Data supplied –

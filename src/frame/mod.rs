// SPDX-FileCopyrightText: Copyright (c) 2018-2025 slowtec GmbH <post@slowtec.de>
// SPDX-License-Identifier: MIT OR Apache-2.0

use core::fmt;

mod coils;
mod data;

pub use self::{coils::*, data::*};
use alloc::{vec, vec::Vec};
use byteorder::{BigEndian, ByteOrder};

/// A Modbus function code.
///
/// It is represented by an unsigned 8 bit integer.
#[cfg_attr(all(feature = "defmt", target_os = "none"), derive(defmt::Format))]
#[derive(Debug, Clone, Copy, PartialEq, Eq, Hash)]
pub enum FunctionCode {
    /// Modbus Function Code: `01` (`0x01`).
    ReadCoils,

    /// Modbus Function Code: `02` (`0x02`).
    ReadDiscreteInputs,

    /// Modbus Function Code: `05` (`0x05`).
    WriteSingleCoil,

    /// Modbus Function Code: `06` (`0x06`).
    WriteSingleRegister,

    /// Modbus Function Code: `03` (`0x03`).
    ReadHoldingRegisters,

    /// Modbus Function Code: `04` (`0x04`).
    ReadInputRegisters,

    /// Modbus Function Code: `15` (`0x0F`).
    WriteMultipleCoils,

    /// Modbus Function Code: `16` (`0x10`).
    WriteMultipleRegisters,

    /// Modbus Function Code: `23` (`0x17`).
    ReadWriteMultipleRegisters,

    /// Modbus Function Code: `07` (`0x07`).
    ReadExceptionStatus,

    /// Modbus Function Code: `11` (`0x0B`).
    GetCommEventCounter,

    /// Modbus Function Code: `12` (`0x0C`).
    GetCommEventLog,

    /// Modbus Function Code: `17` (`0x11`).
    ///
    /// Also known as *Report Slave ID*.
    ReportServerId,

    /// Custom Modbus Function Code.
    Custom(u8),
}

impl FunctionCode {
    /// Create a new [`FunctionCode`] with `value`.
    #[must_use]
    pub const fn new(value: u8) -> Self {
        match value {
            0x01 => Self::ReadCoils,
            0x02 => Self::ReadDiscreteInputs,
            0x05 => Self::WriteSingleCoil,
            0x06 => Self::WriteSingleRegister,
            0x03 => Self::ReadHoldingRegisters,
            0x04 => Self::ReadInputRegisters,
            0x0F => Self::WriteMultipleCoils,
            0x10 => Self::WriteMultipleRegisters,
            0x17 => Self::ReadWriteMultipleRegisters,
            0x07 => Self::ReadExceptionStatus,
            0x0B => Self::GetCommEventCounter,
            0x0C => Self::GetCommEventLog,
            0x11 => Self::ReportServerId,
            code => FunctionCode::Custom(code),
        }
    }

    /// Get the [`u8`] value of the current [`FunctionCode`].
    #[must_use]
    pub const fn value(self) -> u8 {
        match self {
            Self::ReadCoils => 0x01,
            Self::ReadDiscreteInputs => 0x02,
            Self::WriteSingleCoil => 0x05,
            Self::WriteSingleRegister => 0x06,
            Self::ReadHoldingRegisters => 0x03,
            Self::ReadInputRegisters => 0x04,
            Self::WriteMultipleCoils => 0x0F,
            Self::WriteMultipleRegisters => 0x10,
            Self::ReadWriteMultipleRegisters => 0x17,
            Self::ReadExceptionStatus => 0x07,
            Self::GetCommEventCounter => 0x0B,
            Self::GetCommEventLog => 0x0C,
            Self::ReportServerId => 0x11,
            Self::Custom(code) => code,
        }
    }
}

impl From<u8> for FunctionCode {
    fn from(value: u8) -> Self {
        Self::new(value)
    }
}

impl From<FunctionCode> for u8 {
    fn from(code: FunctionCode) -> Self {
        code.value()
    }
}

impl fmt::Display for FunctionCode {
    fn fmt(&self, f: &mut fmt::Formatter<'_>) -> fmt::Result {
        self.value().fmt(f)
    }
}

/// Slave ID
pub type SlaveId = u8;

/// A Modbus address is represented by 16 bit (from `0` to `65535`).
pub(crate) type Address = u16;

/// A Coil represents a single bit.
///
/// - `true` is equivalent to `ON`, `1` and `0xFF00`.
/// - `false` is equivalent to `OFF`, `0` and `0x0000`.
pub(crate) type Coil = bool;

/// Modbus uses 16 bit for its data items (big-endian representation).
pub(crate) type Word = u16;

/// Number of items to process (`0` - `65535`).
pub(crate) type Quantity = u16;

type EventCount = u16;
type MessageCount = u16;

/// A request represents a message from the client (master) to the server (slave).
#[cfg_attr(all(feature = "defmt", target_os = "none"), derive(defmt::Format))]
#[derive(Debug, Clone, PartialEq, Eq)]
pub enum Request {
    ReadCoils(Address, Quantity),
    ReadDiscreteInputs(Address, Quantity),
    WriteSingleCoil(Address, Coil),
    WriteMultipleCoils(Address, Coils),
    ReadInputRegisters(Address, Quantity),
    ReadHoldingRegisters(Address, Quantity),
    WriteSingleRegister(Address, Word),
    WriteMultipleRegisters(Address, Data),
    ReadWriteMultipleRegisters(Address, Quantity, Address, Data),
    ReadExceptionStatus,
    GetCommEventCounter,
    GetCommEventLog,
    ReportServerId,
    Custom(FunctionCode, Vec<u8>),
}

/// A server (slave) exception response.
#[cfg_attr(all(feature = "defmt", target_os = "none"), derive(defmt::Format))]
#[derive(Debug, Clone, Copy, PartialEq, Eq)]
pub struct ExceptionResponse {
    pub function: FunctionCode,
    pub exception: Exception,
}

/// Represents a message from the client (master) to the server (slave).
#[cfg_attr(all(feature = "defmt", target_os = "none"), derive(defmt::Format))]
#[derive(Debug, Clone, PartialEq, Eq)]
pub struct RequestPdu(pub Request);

---

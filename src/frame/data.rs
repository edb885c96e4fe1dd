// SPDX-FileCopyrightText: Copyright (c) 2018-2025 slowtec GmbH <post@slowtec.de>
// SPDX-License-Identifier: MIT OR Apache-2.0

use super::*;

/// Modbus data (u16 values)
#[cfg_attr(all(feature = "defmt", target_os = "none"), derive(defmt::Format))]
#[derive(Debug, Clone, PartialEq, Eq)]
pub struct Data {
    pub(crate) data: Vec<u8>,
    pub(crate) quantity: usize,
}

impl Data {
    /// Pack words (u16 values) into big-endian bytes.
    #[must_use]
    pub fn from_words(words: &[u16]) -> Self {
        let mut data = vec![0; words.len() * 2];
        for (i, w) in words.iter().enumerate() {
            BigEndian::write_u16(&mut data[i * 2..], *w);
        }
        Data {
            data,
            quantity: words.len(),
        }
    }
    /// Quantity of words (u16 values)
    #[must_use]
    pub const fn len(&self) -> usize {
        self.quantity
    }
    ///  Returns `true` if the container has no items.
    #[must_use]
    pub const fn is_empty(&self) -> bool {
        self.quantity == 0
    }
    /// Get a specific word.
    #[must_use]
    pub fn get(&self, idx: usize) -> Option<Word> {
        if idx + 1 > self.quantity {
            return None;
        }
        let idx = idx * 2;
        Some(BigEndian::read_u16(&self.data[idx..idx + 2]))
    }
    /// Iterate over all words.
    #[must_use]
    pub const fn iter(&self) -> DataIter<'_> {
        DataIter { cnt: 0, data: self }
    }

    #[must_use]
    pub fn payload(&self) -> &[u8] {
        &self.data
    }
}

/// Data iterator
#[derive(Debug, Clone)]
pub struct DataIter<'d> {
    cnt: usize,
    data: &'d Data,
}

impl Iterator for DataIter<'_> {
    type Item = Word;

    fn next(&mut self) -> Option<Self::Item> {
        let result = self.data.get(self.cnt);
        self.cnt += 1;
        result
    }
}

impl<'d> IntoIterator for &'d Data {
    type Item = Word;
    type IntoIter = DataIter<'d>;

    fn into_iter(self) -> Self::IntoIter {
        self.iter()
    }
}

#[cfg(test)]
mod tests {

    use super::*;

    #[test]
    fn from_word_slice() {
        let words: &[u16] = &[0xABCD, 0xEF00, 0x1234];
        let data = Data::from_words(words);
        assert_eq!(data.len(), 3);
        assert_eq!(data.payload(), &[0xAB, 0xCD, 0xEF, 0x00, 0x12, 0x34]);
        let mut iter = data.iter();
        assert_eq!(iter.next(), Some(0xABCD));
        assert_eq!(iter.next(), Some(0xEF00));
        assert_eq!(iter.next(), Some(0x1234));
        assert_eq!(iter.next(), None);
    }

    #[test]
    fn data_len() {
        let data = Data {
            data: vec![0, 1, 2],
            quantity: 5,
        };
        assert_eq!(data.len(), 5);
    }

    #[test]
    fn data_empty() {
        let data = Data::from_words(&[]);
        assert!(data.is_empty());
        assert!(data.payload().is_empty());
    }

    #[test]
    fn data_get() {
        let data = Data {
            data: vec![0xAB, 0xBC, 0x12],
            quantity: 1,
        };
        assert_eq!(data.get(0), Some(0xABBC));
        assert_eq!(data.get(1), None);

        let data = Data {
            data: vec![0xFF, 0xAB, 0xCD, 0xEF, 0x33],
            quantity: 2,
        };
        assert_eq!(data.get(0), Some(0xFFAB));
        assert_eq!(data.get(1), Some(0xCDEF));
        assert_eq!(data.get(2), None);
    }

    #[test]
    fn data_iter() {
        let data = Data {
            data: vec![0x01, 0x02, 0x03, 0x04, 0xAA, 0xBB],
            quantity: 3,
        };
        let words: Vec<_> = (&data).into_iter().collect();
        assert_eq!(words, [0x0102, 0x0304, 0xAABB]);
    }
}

---

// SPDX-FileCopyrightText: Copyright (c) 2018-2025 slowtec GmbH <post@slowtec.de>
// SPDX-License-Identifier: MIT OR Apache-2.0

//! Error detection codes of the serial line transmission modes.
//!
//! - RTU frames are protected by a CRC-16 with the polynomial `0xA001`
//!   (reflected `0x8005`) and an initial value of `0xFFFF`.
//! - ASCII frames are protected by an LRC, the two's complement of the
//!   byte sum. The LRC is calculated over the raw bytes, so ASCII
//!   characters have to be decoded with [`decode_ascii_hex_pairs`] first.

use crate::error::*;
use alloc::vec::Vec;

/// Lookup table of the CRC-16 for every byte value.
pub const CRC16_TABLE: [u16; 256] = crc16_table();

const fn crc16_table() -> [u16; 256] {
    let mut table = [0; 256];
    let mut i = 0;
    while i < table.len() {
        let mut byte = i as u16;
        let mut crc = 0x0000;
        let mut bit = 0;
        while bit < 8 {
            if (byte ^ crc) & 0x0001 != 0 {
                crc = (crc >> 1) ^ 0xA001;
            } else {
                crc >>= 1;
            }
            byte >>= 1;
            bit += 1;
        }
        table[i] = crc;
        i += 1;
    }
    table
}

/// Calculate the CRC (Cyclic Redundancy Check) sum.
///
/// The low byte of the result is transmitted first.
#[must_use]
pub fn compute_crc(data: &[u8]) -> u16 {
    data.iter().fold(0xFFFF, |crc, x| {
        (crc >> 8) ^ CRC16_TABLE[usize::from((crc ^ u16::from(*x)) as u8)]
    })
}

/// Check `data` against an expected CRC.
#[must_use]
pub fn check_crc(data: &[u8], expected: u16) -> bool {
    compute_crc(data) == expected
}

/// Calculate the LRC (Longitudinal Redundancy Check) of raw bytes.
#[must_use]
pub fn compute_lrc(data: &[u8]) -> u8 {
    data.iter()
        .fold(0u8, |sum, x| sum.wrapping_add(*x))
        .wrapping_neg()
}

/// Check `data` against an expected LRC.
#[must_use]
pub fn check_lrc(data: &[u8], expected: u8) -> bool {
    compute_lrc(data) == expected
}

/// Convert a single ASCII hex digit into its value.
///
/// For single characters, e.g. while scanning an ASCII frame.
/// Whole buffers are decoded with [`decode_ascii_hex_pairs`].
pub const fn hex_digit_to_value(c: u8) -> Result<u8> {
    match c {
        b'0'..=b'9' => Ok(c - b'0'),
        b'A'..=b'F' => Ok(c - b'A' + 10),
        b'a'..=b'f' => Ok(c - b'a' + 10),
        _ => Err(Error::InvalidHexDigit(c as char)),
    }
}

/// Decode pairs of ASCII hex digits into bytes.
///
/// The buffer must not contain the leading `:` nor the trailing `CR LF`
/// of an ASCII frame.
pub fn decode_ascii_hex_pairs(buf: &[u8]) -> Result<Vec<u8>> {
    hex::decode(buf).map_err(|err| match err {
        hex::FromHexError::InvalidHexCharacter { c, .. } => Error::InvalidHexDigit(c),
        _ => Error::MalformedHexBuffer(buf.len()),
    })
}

Activity – Within the data above, filter for lines containing the word "InvalidHexDigit" and copy each one.

Completed task –
        _ => Err(Error::InvalidHexDigit(c as char)),
        hex::FromHexError::InvalidHexCharacter { c, .. } => Error::InvalidHexDigit(c),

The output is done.